START Excerpted data
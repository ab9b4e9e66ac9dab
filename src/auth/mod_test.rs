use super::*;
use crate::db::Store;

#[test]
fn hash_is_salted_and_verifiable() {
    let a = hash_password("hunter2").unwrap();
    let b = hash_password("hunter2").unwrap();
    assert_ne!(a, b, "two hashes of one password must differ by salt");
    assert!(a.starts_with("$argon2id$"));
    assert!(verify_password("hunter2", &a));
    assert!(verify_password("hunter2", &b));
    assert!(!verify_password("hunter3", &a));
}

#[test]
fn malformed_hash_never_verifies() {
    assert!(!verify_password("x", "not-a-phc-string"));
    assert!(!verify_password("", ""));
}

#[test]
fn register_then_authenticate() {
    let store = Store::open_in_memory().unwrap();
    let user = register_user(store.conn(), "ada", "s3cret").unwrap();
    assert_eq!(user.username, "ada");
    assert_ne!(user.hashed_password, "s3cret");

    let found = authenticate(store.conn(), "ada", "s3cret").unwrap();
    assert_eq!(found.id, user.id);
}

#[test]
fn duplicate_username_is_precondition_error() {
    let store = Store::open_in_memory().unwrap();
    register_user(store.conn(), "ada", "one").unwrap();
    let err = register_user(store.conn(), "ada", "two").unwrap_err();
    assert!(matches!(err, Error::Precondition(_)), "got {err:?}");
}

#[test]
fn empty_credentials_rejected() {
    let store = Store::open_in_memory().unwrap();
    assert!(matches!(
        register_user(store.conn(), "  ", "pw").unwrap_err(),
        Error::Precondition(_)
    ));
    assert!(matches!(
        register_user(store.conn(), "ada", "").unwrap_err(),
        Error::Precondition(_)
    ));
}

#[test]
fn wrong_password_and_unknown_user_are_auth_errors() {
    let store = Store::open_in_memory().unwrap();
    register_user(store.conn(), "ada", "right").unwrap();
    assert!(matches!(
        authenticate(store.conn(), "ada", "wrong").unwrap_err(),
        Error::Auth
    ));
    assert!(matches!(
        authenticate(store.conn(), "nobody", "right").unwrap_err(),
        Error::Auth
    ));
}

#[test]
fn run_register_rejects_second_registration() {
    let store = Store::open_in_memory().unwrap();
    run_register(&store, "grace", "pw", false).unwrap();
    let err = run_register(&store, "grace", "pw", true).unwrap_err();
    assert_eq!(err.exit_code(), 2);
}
END Excerpted data
START Excerpted data
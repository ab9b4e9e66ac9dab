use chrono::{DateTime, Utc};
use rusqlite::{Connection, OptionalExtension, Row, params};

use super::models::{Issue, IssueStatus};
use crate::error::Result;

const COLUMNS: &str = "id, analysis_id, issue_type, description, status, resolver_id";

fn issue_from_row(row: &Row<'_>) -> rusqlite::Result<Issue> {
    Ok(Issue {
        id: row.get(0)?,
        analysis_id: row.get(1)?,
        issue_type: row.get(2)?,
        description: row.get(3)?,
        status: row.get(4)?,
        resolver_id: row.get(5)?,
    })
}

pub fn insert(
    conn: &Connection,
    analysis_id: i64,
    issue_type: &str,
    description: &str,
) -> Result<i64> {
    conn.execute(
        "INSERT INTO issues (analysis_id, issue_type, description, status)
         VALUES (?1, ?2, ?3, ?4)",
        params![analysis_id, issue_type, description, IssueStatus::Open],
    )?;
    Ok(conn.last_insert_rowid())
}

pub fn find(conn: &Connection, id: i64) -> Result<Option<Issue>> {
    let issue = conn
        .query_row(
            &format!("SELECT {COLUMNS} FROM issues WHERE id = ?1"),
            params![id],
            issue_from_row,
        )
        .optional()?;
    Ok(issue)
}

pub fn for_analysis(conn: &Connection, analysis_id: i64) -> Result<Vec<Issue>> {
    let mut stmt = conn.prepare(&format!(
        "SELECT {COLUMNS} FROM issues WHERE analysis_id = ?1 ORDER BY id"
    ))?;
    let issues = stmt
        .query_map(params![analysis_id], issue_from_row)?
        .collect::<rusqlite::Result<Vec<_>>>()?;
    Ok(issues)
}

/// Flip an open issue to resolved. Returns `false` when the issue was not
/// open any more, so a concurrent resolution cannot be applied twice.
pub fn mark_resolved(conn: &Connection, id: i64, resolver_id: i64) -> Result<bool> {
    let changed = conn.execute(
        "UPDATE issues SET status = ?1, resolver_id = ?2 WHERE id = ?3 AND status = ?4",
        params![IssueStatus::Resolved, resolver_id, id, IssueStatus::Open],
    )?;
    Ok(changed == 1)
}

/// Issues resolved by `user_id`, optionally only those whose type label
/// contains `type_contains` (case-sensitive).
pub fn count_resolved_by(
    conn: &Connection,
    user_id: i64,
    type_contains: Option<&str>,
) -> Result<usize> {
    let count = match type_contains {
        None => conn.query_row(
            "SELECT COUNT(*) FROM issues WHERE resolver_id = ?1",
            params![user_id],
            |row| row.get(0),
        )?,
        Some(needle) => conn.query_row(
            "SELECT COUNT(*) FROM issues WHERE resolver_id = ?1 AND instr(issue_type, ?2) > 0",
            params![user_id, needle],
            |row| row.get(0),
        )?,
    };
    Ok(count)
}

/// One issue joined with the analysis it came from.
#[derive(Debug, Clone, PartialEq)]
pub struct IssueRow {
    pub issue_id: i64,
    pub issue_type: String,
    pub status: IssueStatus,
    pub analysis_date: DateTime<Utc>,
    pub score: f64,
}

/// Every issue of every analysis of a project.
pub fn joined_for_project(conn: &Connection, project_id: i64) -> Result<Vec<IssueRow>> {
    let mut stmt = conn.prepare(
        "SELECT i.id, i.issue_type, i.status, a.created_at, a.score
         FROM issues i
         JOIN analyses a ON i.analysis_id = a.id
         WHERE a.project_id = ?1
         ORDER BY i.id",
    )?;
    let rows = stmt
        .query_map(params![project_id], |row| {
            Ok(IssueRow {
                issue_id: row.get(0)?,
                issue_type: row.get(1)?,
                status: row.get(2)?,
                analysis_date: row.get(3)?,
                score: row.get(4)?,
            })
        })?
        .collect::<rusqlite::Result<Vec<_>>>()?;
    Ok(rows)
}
END Excerpted data
## Exercise objective
Each line of the entries where the string "Result" occurs should be shown.

## Answer
use crate::error::Result;
fn issue_from_row(row: &Row<'_>) -> rusqlite::Result<Issue> {
) -> Result<i64> {
pub fn find(conn: &Connection, id: i64) -> Result<Option<Issue>> {
pub fn for_analysis(conn: &Connection, analysis_id: i64) -> Result<Vec<Issue>> {
        .collect::<rusqlite::Result<Vec<_>>>()?;
pub fn mark_resolved(conn: &Connection, id: i64, resolver_id: i64) -> Result<bool> {
) -> Result<usize> {
pub fn joined_for_project(conn: &Connection, project_id: i64) -> Result<Vec<IssueRow>> {
        .collect::<rusqlite::Result<Vec<_>>>()?;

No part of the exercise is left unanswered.